[Collected data]
= = = =
//! End-to-end scenarios through the service façade, the limiter and the sync
//! engine over in-memory stores.

use std::sync::Arc;
use std::time::Duration;

use proptest::prelude::*;
use tokio::sync::watch;

use tessera_api::{sync_task, KvService, QuotaLimiter, SyncConfig, SyncEngine};
use tessera_test_utils::assertions::{
    assert_not_found, assert_quota_exceeded, assert_storage_error, assert_validation_error,
};
use tessera_test_utils::fixtures::{json_of_len, key, memory_stores, tenant, tight_policy};
use tessera_test_utils::generators::{arb_entry_key, arb_json_payload, arb_tenant_id};
use tessera_test_utils::{
    ActionClass, DurableStore, FailingFastStore, FastStore, FlakyDurableStore,
    MemoryDurableStore, MemoryFastStore, QuotaPolicy, UnreachableQuotaBackend,
    MAX_PAYLOAD_BYTES,
};

fn service(policy: QuotaPolicy) -> (KvService, Arc<MemoryFastStore>, Arc<MemoryDurableStore>) {
    let (fast, durable) = memory_stores();
    let svc = KvService::new(fast.clone(), durable.clone(), QuotaLimiter::in_memory(policy));
    (svc, fast, durable)
}

#[tokio::test]
async fn test_write_read_sync_delete_lifecycle() {
    let (svc, fast, durable) = service(QuotaPolicy::default());
    let (t, k) = (tenant("acme"), key("cfg1"));

    svc.put(&t, &k, br#"{"x":1}"#.to_vec()).await.unwrap();
    assert_eq!(svc.get(&t, &k).await.unwrap(), br#"{"x":1}"#.to_vec());
    assert_eq!(durable.row_count(), 0);

    let engine = SyncEngine::new(fast.clone(), durable.clone(), 1024);
    let (_tx, rx) = watch::channel(false);
    let report = engine.run_cycle(&rx).await;
    assert_eq!(report.keys_synced, 1);
    let (value, _) = durable.get(&t, &k).await.unwrap().unwrap();
    assert_eq!(value, br#"{"x":1}"#.to_vec());

    svc.delete(&t, &k).await.unwrap();
    assert_not_found(&svc.get(&t, &k).await);
    assert_eq!(durable.row_count(), 0);
    assert_eq!(fast.key_count(&t), 0);
}

#[tokio::test]
async fn test_overwrite_returns_latest_value() {
    let (svc, _, _) = service(QuotaPolicy::default());
    let (t, k) = (tenant("acme"), key("cfg1"));
    svc.put(&t, &k, b"1".to_vec()).await.unwrap();
    svc.put(&t, &k, b"2".to_vec()).await.unwrap();
    assert_eq!(svc.get(&t, &k).await.unwrap(), b"2".to_vec());
}

#[tokio::test]
async fn test_tenants_are_isolated() {
    let (svc, _, _) = service(QuotaPolicy::default());
    let k = key("shared");
    svc.put(&tenant("a"), &k, b"\"a\"".to_vec()).await.unwrap();
    svc.put(&tenant("b"), &k, b"\"b\"".to_vec()).await.unwrap();

    assert_eq!(svc.get(&tenant("a"), &k).await.unwrap(), b"\"a\"".to_vec());
    svc.delete(&tenant("a"), &k).await.unwrap();
    assert_eq!(svc.get(&tenant("b"), &k).await.unwrap(), b"\"b\"".to_vec());
}

#[tokio::test(start_paused = true)]
async fn test_write_ceiling_resets_after_window() {
    let (svc, _, _) = service(tight_policy(100, 3, Duration::from_secs(60)));
    let (t, k) = (tenant("acme"), key("cfg1"));

    for _ in 0..3 {
        svc.put(&t, &k, b"1".to_vec()).await.unwrap();
    }
    assert_quota_exceeded(&svc.put(&t, &k, b"1".to_vec()).await, ActionClass::Write);
    // A delete is a write too.
    assert_quota_exceeded(&svc.delete(&t, &k).await, ActionClass::Write);

    tokio::time::advance(Duration::from_secs(61)).await;
    svc.put(&t, &k, b"1".to_vec()).await.unwrap();
}

#[tokio::test]
async fn test_validation_precedes_quota() {
    let (svc, _, _) = service(tight_policy(100, 1, Duration::from_secs(60)));
    let (t, k) = (tenant("acme"), key("cfg1"));

    assert_validation_error(&svc.put(&t, &k, json_of_len(MAX_PAYLOAD_BYTES + 1)).await);
    assert_validation_error(&svc.put(&t, &k, b"{oops".to_vec()).await);
    svc.put(&t, &k, json_of_len(MAX_PAYLOAD_BYTES)).await.unwrap();
}

#[tokio::test]
async fn test_unreachable_counters_fail_closed() {
    let (fast, durable) = memory_stores();
    let limiter = QuotaLimiter::new(Arc::new(UnreachableQuotaBackend), QuotaPolicy::default());
    let svc = KvService::new(fast.clone(), durable, limiter);
    let (t, k) = (tenant("acme"), key("cfg1"));

    assert_quota_exceeded(&svc.put(&t, &k, b"1".to_vec()).await, ActionClass::Write);
    assert_quota_exceeded(&svc.get(&t, &k).await, ActionClass::Read);
    assert_eq!(fast.key_count(&t), 0);
}

#[tokio::test]
async fn test_fast_layer_outage_surfaces_storage_error() {
    let fast = Arc::new(FailingFastStore::new());
    let svc = KvService::new(
        fast.clone(),
        Arc::new(MemoryDurableStore::new()),
        QuotaLimiter::in_memory(QuotaPolicy::default()),
    );
    let (t, k) = (tenant("acme"), key("cfg1"));
    svc.put(&t, &k, b"1".to_vec()).await.unwrap();

    fast.set_down(true);
    assert_storage_error(&svc.get(&t, &k).await);
    assert_storage_error(&svc.put(&t, &k, b"2".to_vec()).await);

    fast.set_down(false);
    assert_eq!(svc.get(&t, &k).await.unwrap(), b"1".to_vec());
}

#[tokio::test]
async fn test_durable_delete_failure_is_reported() {
    let fast = Arc::new(MemoryFastStore::new());
    let durable = Arc::new(FlakyDurableStore::new());
    let svc = KvService::new(
        fast.clone(),
        durable.clone(),
        QuotaLimiter::in_memory(QuotaPolicy::default()),
    );
    let (t, k) = (tenant("acme"), key("cfg1"));
    svc.put(&t, &k, b"1".to_vec()).await.unwrap();
    durable.upsert(&t, &k, b"1", chrono::Utc::now()).await.unwrap();
    durable.fail_deletes(true);

    assert_storage_error(&svc.delete(&t, &k).await);
    // The fast-layer removal is not rolled back.
    assert_eq!(fast.get(&t, &k).await.unwrap(), None);
    assert_eq!(durable.inner().row_count(), 1);
}

#[tokio::test(start_paused = true)]
async fn test_background_task_syncs_and_stops() {
    let (svc, fast, durable) = service(QuotaPolicy::default());
    let engine = Arc::new(SyncEngine::new(fast, durable.clone(), 1024));
    let config = SyncConfig {
        interval: Duration::from_secs(10),
        tenant_cap_bytes: 1024,
        quota_prune_interval: Duration::from_secs(60),
    };
    let (tx, rx) = watch::channel(false);
    let handle = tokio::spawn(sync_task(engine, svc.limiter().clone(), config, rx));

    svc.put(&tenant("acme"), &key("cfg1"), b"1".to_vec()).await.unwrap();
    tokio::time::sleep(Duration::from_secs(11)).await;
    assert_eq!(durable.row_count(), 1);

    tx.send(true).unwrap();
    let metrics = handle.await.unwrap();
    assert_eq!(metrics.snapshot().cycles, 1);
}

#[tokio::test(start_paused = true)]
async fn test_background_task_prunes_quota_counters() {
    let (svc, fast, durable) = service(tight_policy(100, 100, Duration::from_secs(5)));
    let engine = Arc::new(SyncEngine::new(fast, durable, 1024));
    let config = SyncConfig {
        interval: Duration::from_secs(10),
        tenant_cap_bytes: 1024,
        quota_prune_interval: Duration::from_secs(30),
    };
    svc.put(&tenant("a"), &key("k"), b"1".to_vec()).await.unwrap();
    svc.put(&tenant("b"), &key("k"), b"1".to_vec()).await.unwrap();

    let (tx, rx) = watch::channel(false);
    let handle = tokio::spawn(sync_task(engine, svc.limiter().clone(), config, rx));

    tokio::time::sleep(Duration::from_secs(31)).await;
    tx.send(true).unwrap();
    let metrics = handle.await.unwrap();
    assert_eq!(metrics.snapshot().quota_counters_pruned, 2);
}

proptest! {
    #![proptest_config(ProptestConfig::with_cases(64))]

    #[test]
    fn prop_accepted_payload_reads_back_verbatim(
        t in arb_tenant_id(),
        k in arb_entry_key(),
        body in arb_json_payload(),
    ) {
        let rt = tokio::runtime::Builder::new_current_thread().build().unwrap();
        rt.block_on(async {
            let (svc, fast, _) = service(QuotaPolicy::default());
            svc.put(&t, &k, body.clone()).await.unwrap();
            prop_assert_eq!(svc.get(&t, &k).await.unwrap(), body.clone());
            prop_assert_eq!(fast.get(&t, &k).await.unwrap(), Some(body));
            Ok(())
        })?;
    }
}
= = = =
Work instructions:
All the lines that hold the word "false" must appear in the answer, copied from the records.

Your solution:
    let (_tx, rx) = watch::channel(false);
    fast.set_down(false);
    let (tx, rx) = watch::channel(false);
    let (tx, rx) = watch::channel(false);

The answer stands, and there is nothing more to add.